Mayor of Norwich and philanthropist

 John Norman (usually known, since his death, as Alderman Norman) (1657 – 10 May 1724) was a businessman who was Mayor of Norwich in 1714–15. Norman is more notable, however, for his will, which left his considerable estate to the benefit of the descendants of his family members of those of his first wife, not by way of direct bequest but by the establishment of a trust. The trust is for educational purposes and, although much modified, still exists.

==Early life==
Norman was born in 1657, to John and Ann Norman. His date of birth is unknown, but he was baptised on 20 April 1657 at St Giles' Church in Norwich. Little is known about his antecedents, other than that Norman's grandfather, Roger Norman, a silk weaver who was a Huguenot refugee, came to Norwich in the early 17th century.

==Career==
Norman had a varied business career, variously being a worsted weaver, a farmer, a landowner, and a brewer.
He was a churchwarden of St Peter Parmentergate, Norwich, Sheriff of Norwich in 1705-06 (not to be confused with High Sheriff of Norfolk) and Mayor of Norwich in 1714–15. It is very likely that he was present for the first ever recorded complete peal of church bells, which took place at St Peter Mancroft on 2 May 1715, during his term in office.

==Personal life==
Norman married twice. His first marriage was at St Margaret's, Hempnall, on 25 December 1679, to Ann Mace. She died in 1714, during his term in office as Mayor. He married secondly at St Mary in the Marsh, on 16 March 1715, Katherine Brereton. There were no children of either marriage.

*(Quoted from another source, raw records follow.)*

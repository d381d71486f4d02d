//! Planner output validation and tool execution.
//!
//! A planner backend returns a JSON plan; this crate enforces the
//! strict schema against the versioned tool registry, rebuilds tool
//! arguments deterministically from slot hints, auto-repairs obvious
//! enum synonyms (once), and executes the chosen tool with per-tool
//! breakers and the per-intent fallback matrix.

mod args;
mod execute;
mod registry;
mod tools;
mod validate;

pub use args::build_args;
pub use execute::{ExecutionResult, PlanExecutor};
pub use registry::{ArgKind, ArgSpec, ToolKind, ToolRegistry, ToolSpec};
pub use validate::{validate_plan, ValidatedPlan};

He died in 1724 in Bramerton, and is buried at St Margaret's, Old Catton, where he lived, and where a monument was erected in his memory in the church.

==Legacy==
Norman left a will, written in 1720 and 1723, which made provision for an educational trust. The effective consequence of his will was to create the Foundation that exists in his name. The Foundation funds educational needs of descendants of Norman's family members and those of his first wife. It also provides funding for charitable works in the wider educational sphere. The former Alderman Norman's Endowed School, which finally opened in 1839 in Cowgate, closed in 1934.

Two boats have been built, and named for Norman: the Alderman Norman I (1988) and the Alderman Norman II (2019). Both were funded by the Foundation. The 1988 boat is a timber-built 23 feet boat. The 2019 boat is also a timber-built 23'6" boat (boat no 1591Y). Both are modelled on a traditional Norfolk Broads reedlighter, a boat that carried the reed harvest.

The Norman Centre at Mile Cross is named after him.